** TASK PROMPT **
Your answer should reproduce the full set of records exactly as given.

** DATA SHOWN **

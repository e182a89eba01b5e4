//! Alert Manager
//!
//! Turns detector signals into human-readable alerts, logs them and broadcasts
//! them to local subscribers. Optional per-kind duplicate suppression keeps a
//! flapping detector from flooding the log.

use async_trait::async_trait;
use chrono::{DateTime, Utc};
use std::collections::HashMap;
use std::sync::Arc;
use tokio::sync::{broadcast, RwLock};
use tracing::{debug, error, info, warn};

use crate::domain::Signal;

/// Alert severity levels
#[derive(Debug, Clone, Copy, PartialEq, Eq, PartialOrd, Ord)]
pub enum AlertLevel {
    /// A failure signal fired
    Warning,
    /// A monitor component failed
    Error,
}

impl AlertLevel {
    /// Get emoji prefix for alert level
    pub fn emoji(&self) -> &'static str {
        match self {
            AlertLevel::Warning => "\u{26a0}\u{fe0f}", // warning icon
            AlertLevel::Error => "\u{274c}",           // red X
        }
    }

    pub fn as_str(&self) -> &'static str {
        match self {
            AlertLevel::Warning => "warning",
            AlertLevel::Error => "error",
        }
    }
}

impl std::fmt::Display for AlertLevel {
    fn fmt(&self, f: &mut std::fmt::Formatter<'_>) -> std::fmt::Result {
        write!(f, "{}", self.as_str())
    }
}

/// Alert payload
#[derive(Debug, Clone)]
pub struct Alert {
    pub level: AlertLevel,
    pub component: String,
    pub title: String,
    pub message: String,
    pub metadata: Option<serde_json::Value>,
    pub timestamp: DateTime<Utc>,
}

impl Alert {
    pub fn new(level: AlertLevel, component: &str, title: &str, message: &str) -> Self {
        Self {
            level,
            component: component.to_string(),
            title: title.to_string(),
            message: message.to_string(),
            metadata: None,
            timestamp: Utc::now(),
        }
    }

    pub fn with_metadata(mut self, metadata: serde_json::Value) -> Self {
        self.metadata = Some(metadata);
        self
    }

    /// Render a signal for `symbol`, keeping the signal itself as metadata
    pub fn from_signal(symbol: &str, signal: &Signal) -> Self {
        let (title, message) = match signal {
            Signal::OiDrop5Min {
                drop_pct,
                old_oi,
                new_oi,
            }
            | Signal::OiDrop1Hour {
                drop_pct,
                old_oi,
                new_oi,
            } => (
                format!("{} open interest drop", symbol),
                format!(
                    "Type: {}\nDrop: {:.2}%\nOpen interest: {} \u{2192} {}",
                    signal.kind(),
                    drop_pct,
                    format_thousands(*old_oi),
                    format_thousands(*new_oi)
                ),
            ),
            Signal::FundingFlipPositive {
                min_rate,
                current_rate,
                change,
            } => (
                format!("{} funding rate flipped positive", symbol),
                format!(
                    "From {:.3}% to {:.3}%\nChange: {:+.3}%",
                    min_rate, current_rate, change
                ),
            ),
            Signal::BearishDivergence {
                price1,
                price2,
                rsi1,
                rsi2,
                timestamp,
            } => (
                format!("{} RSI divergence", symbol),
                format!(
                    "Type: {}\nPrice: {:.4} \u{2192} {:.4}\nRSI: {:.2} \u{2192} {:.2}\nTime: {}",
                    signal.kind(),
                    price1,
                    price2,
                    rsi1,
                    rsi2,
                    timestamp.format("%Y-%m-%d %H:%M:%S UTC")
                ),
            ),
        };

        let alert = Alert::new(AlertLevel::Warning, symbol, &title, &message);
        match serde_json::to_value(signal) {
            Ok(metadata) => alert.with_metadata(metadata),
            Err(_) => alert,
        }
    }

    /// Kind discriminator carried in the metadata, if any
    pub fn kind(&self) -> Option<&str> {
        self.metadata.as_ref()?.get("kind")?.as_str()
    }

    /// Single-block text rendering
    pub fn format_text(&self) -> String {
        format!(
            "{} {}\nTime: {}\n{}",
            self.level.emoji(),
            self.title,
            self.timestamp.format("%Y-%m-%d %H:%M:%S UTC"),
            self.message
        )
    }
}

/// Group the integer part of `value` in thousands, no decimals (1234567.8 -> "1,234,568")
pub fn format_thousands(value: f64) -> String {
    if !value.is_finite() {
        return value.to_string();
    }
    let rounded = format!("{:.0}", value.abs());
    let mut out = String::with_capacity(rounded.len() + rounded.len() / 3 + 1);
    for (i, ch) in rounded.chars().enumerate() {
        if i > 0 && (rounded.len() - i) % 3 == 0 {
            out.push(',');
        }
        out.push(ch);
    }
    if value < 0.0 && rounded != "0" {
        out.insert(0, '-');
    }
    out
}

/// Where detector signals go
#[async_trait]
pub trait AlertSink: Send + Sync {
    /// Deliver a signal. Side effect only.
    async fn emit(&self, signal: &Signal);

    /// Report a failed monitor component
    async fn component_failed(&self, _component: &str, _reason: &str) {}
}

/// Configuration for alert manager
#[derive(Debug, Clone, Default)]
pub struct AlertManagerConfig {
    /// Minimum interval between alerts of the same kind; 0 disables suppression
    pub rate_limit_secs: u64,
}

/// Rate limiter state for an alert key
#[derive(Debug)]
struct RateLimitState {
    last_sent: DateTime<Utc>,
    suppressed_count: u32,
}

/// Alert Manager for the monitored instrument
pub struct AlertManager {
    config: AlertManagerConfig,
    symbol: String,
    rate_limits: Arc<RwLock<HashMap<String, RateLimitState>>>,
    event_tx: broadcast::Sender<Alert>,
}

impl AlertManager {
    pub fn new(config: AlertManagerConfig, symbol: &str) -> Self {
        let (event_tx, _) = broadcast::channel(64);
        Self {
            config,
            symbol: symbol.to_string(),
            rate_limits: Arc::new(RwLock::new(HashMap::new())),
            event_tx,
        }
    }

    /// Subscribe to alerts
    pub fn subscribe(&self) -> broadcast::Receiver<Alert> {
        self.event_tx.subscribe()
    }

    fn rate_limit_key(alert: &Alert) -> String {
        format!(
            "{}:{}:{}",
            alert.component,
            alert.level,
            alert.kind().unwrap_or(&alert.title)
        )
    }

    /// Check if alert should be suppressed as a duplicate
    async fn should_rate_limit(&self, alert: &Alert) -> bool {
        if self.config.rate_limit_secs == 0 {
            return false;
        }

        let key = Self::rate_limit_key(alert);
        let now = alert.timestamp;
        let mut limits = self.rate_limits.write().await;

        if let Some(state) = limits.get_mut(&key) {
            let elapsed = now.signed_duration_since(state.last_sent).num_seconds();
            if elapsed < self.config.rate_limit_secs as i64 {
                state.suppressed_count += 1;
                debug!(
                    "Suppressing alert '{}' ({} suppressed)",
                    alert.title, state.suppressed_count
                );
                return true;
            }
            if state.suppressed_count > 0 {
                info!(
                    "Alert '{}' resumes after {} suppressed duplicates",
                    alert.title, state.suppressed_count
                );
            }
            state.last_sent = now;
            state.suppressed_count = 0;
        } else {
            limits.insert(
                key,
                RateLimitState {
                    last_sent: now,
                    suppressed_count: 0,
                },
            );
        }

        false
    }

    /// Log and broadcast an alert
    pub async fn alert(&self, alert: Alert) {
        if self.should_rate_limit(&alert).await {
            return;
        }

        match alert.level {
            AlertLevel::Warning => warn!(
                kind = alert.kind().unwrap_or("-"),
                "[ALERT] {}",
                alert.format_text()
            ),
            AlertLevel::Error => error!(
                "[ALERT] [{}] {}: {}",
                alert.component, alert.title, alert.message
            ),
        }

        let _ = self.event_tx.send(alert);
    }
}

#[async_trait]
impl AlertSink for AlertManager {
    async fn emit(&self, signal: &Signal) {
        self.alert(Alert::from_signal(&self.symbol, signal)).await;
    }

    async fn component_failed(&self, component: &str, reason: &str) {
        self.alert(
            Alert::new(AlertLevel::Error, component, "Component Failed", reason).with_metadata(
                serde_json::json!({
                    "symbol": self.symbol,
                    "error": reason
                }),
            ),
        )
        .await;
    }
}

** EXERCISE RESPONSE **
repository e182a89eba01b5e4
//! Alert Manager
//!
//! Turns detector signals into human-readable alerts, logs them and broadcasts
//! them to local subscribers. Optional per-kind duplicate suppression keeps a
//! flapping detector from flooding the log.

use async_trait::async_trait;
use chrono::{DateTime, Utc};
use std::collections::HashMap;
use std::sync::Arc;
use tokio::sync::{broadcast, RwLock};
use tracing::{debug, error, info, warn};

use crate::domain::Signal;

/// Alert severity levels
#[derive(Debug, Clone, Copy, PartialEq, Eq, PartialOrd, Ord)]
pub enum AlertLevel {
    /// A failure signal fired
    Warning,
    /// A monitor component failed
    Error,
}

impl AlertLevel {
    /// Get emoji prefix for alert level
    pub fn emoji(&self) -> &'static str {
        match self {
            AlertLevel::Warning => "\u{26a0}\u{fe0f}", // warning icon
            AlertLevel::Error => "\u{274c}",           // red X
        }
    }

    pub fn as_str(&self) -> &'static str {
        match self {
            AlertLevel::Warning => "warning",
            AlertLevel::Error => "error",
        }
    }
}

impl std::fmt::Display for AlertLevel {
    fn fmt(&self, f: &mut std::fmt::Formatter<'_>) -> std::fmt::Result {
        write!(f, "{}", self.as_str())
    }
}

/// Alert payload
#[derive(Debug, Clone)]
pub struct Alert {
    pub level: AlertLevel,
    pub component: String,
    pub title: String,
    pub message: String,
    pub metadata: Option<serde_json::Value>,
    pub timestamp: DateTime<Utc>,
}

impl Alert {
    pub fn new(level: AlertLevel, component: &str, title: &str, message: &str) -> Self {
        Self {
            level,
            component: component.to_string(),
            title: title.to_string(),
            message: message.to_string(),
            metadata: None,
            timestamp: Utc::now(),
        }
    }

    pub fn with_metadata(mut self, metadata: serde_json::Value) -> Self {
        self.metadata = Some(metadata);
        self
    }

    /// Render a signal for `symbol`, keeping the signal itself as metadata
    pub fn from_signal(symbol: &str, signal: &Signal) -> Self {
        let (title, message) = match signal {
            Signal::OiDrop5Min {
                drop_pct,
                old_oi,
                new_oi,
            }
            | Signal::OiDrop1Hour {
                drop_pct,
                old_oi,
                new_oi,
            } => (
                format!("{} open interest drop", symbol),
                format!(
                    "Type: {}\nDrop: {:.2}%\nOpen interest: {} \u{2192} {}",
                    signal.kind(),
                    drop_pct,
                    format_thousands(*old_oi),
                    format_thousands(*new_oi)
                ),
            ),
            Signal::FundingFlipPositive {
                min_rate,
                current_rate,
                change,
            } => (
                format!("{} funding rate flipped positive", symbol),
                format!(
                    "From {:.3}% to {:.3}%\nChange: {:+.3}%",
                    min_rate, current_rate, change
                ),
            ),
            Signal::BearishDivergence {
                price1,
                price2,
                rsi1,
                rsi2,
                timestamp,
            } => (
                format!("{} RSI divergence", symbol),
                format!(
                    "Type: {}\nPrice: {:.4} \u{2192} {:.4}\nRSI: {:.2} \u{2192} {:.2}\nTime: {}",
                    signal.kind(),
                    price1,
                    price2,
                    rsi1,
                    rsi2,
                    timestamp.format("%Y-%m-%d %H:%M:%S UTC")
                ),
            ),
        };

        let alert = Alert::new(AlertLevel::Warning, symbol, &title, &message);
        match serde_json::to_value(signal) {
            Ok(metadata) => alert.with_metadata(metadata),
            Err(_) => alert,
        }
    }

    /// Kind discriminator carried in the metadata, if any
    pub fn kind(&self) -> Option<&str> {
        self.metadata.as_ref()?.get("kind")?.as_str()
    }

    /// Single-block text rendering
    pub fn format_text(&self) -> String {
        format!(
            "{} {}\nTime: {}\n{}",
            self.level.emoji(),
            self.title,
            self.timestamp.format("%Y-%m-%d %H:%M:%S UTC"),
            self.message
        )
    }
}

/// Group the integer part of `value` in thousands, no decimals (1234567.8 -> "1,234,568")
pub fn format_thousands(value: f64) -> String {
    if !value.is_finite() {
        return value.to_string();
    }
    let rounded = format!("{:.0}", value.abs());
    let mut out = String::with_capacity(rounded.len() + rounded.len() / 3 + 1);
    for (i, ch) in rounded.chars().enumerate() {
        if i > 0 && (rounded.len() - i) % 3 == 0 {
            out.push(',');
        }
        out.push(ch);
    }
    if value < 0.0 && rounded != "0" {
        out.insert(0, '-');
    }
    out
}

/// Where detector signals go
#[async_trait]
pub trait AlertSink: Send + Sync {
    /// Deliver a signal. Side effect only.
    async fn emit(&self, signal: &Signal);

    /// Report a failed monitor component
    async fn component_failed(&self, _component: &str, _reason: &str) {}
}

/// Configuration for alert manager
#[derive(Debug, Clone, Default)]
pub struct AlertManagerConfig {
    /// Minimum interval between alerts of the same kind; 0 disables suppression
    pub rate_limit_secs: u64,
}

/// Rate limiter state for an alert key
#[derive(Debug)]
struct RateLimitState {
    last_sent: DateTime<Utc>,
    suppressed_count: u32,
}

/// Alert Manager for the monitored instrument
pub struct AlertManager {
    config: AlertManagerConfig,
    symbol: String,
    rate_limits: Arc<RwLock<HashMap<String, RateLimitState>>>,
    event_tx: broadcast::Sender<Alert>,
}

impl AlertManager {
    pub fn new(config: AlertManagerConfig, symbol: &str) -> Self {
        let (event_tx, _) = broadcast::channel(64);
        Self {
            config,
            symbol: symbol.to_string(),
            rate_limits: Arc::new(RwLock::new(HashMap::new())),
            event_tx,
        }
    }

    /// Subscribe to alerts
    pub fn subscribe(&self) -> broadcast::Receiver<Alert> {
        self.event_tx.subscribe()
    }

    fn rate_limit_key(alert: &Alert) -> String {
        format!(
            "{}:{}:{}",
            alert.component,
            alert.level,
            alert.kind().unwrap_or(&alert.title)
        )
    }

    /// Check if alert should be suppressed as a duplicate
    async fn should_rate_limit(&self, alert: &Alert) -> bool {
        if self.config.rate_limit_secs == 0 {
            return false;
        }

        let key = Self::rate_limit_key(alert);
        let now = alert.timestamp;
        let mut limits = self.rate_limits.write().await;

        if let Some(state) = limits.get_mut(&key) {
            let elapsed = now.signed_duration_since(state.last_sent).num_seconds();
            if elapsed < self.config.rate_limit_secs as i64 {
                state.suppressed_count += 1;
                debug!(
                    "Suppressing alert '{}' ({} suppressed)",
                    alert.title, state.suppressed_count
                );
                return true;
            }
            if state.suppressed_count > 0 {
                info!(
                    "Alert '{}' resumes after {} suppressed duplicates",
                    alert.title, state.suppressed_count
                );
            }
            state.last_sent = now;
            state.suppressed_count = 0;
        } else {
            limits.insert(
                key,
                RateLimitState {
                    last_sent: now,
                    suppressed_count: 0,
                },
            );
        }

        false
    }

    /// Log and broadcast an alert
    pub async fn alert(&self, alert: Alert) {
        if self.should_rate_limit(&alert).await {
            return;
        }

        match alert.level {
            AlertLevel::Warning => warn!(
                kind = alert.kind().unwrap_or("-"),
                "[ALERT] {}",
                alert.format_text()
            ),
            AlertLevel::Error => error!(
                "[ALERT] [{}] {}: {}",
                alert.component, alert.title, alert.message
            ),
        }

        let _ = self.event_tx.send(alert);
    }
}

#[async_trait]
impl AlertSink for AlertManager {
    async fn emit(&self, signal: &Signal) {
        self.alert(Alert::from_signal(&self.symbol, signal)).await;
    }

    async fn component_failed(&self, component: &str, reason: &str) {
        self.alert(
            Alert::new(AlertLevel::Error, component, "Component Failed", reason).with_metadata(
                serde_json::json!({
                    "symbol": self.symbol,
                    "error": reason
                }),
            ),
        )
        .await;
    }
}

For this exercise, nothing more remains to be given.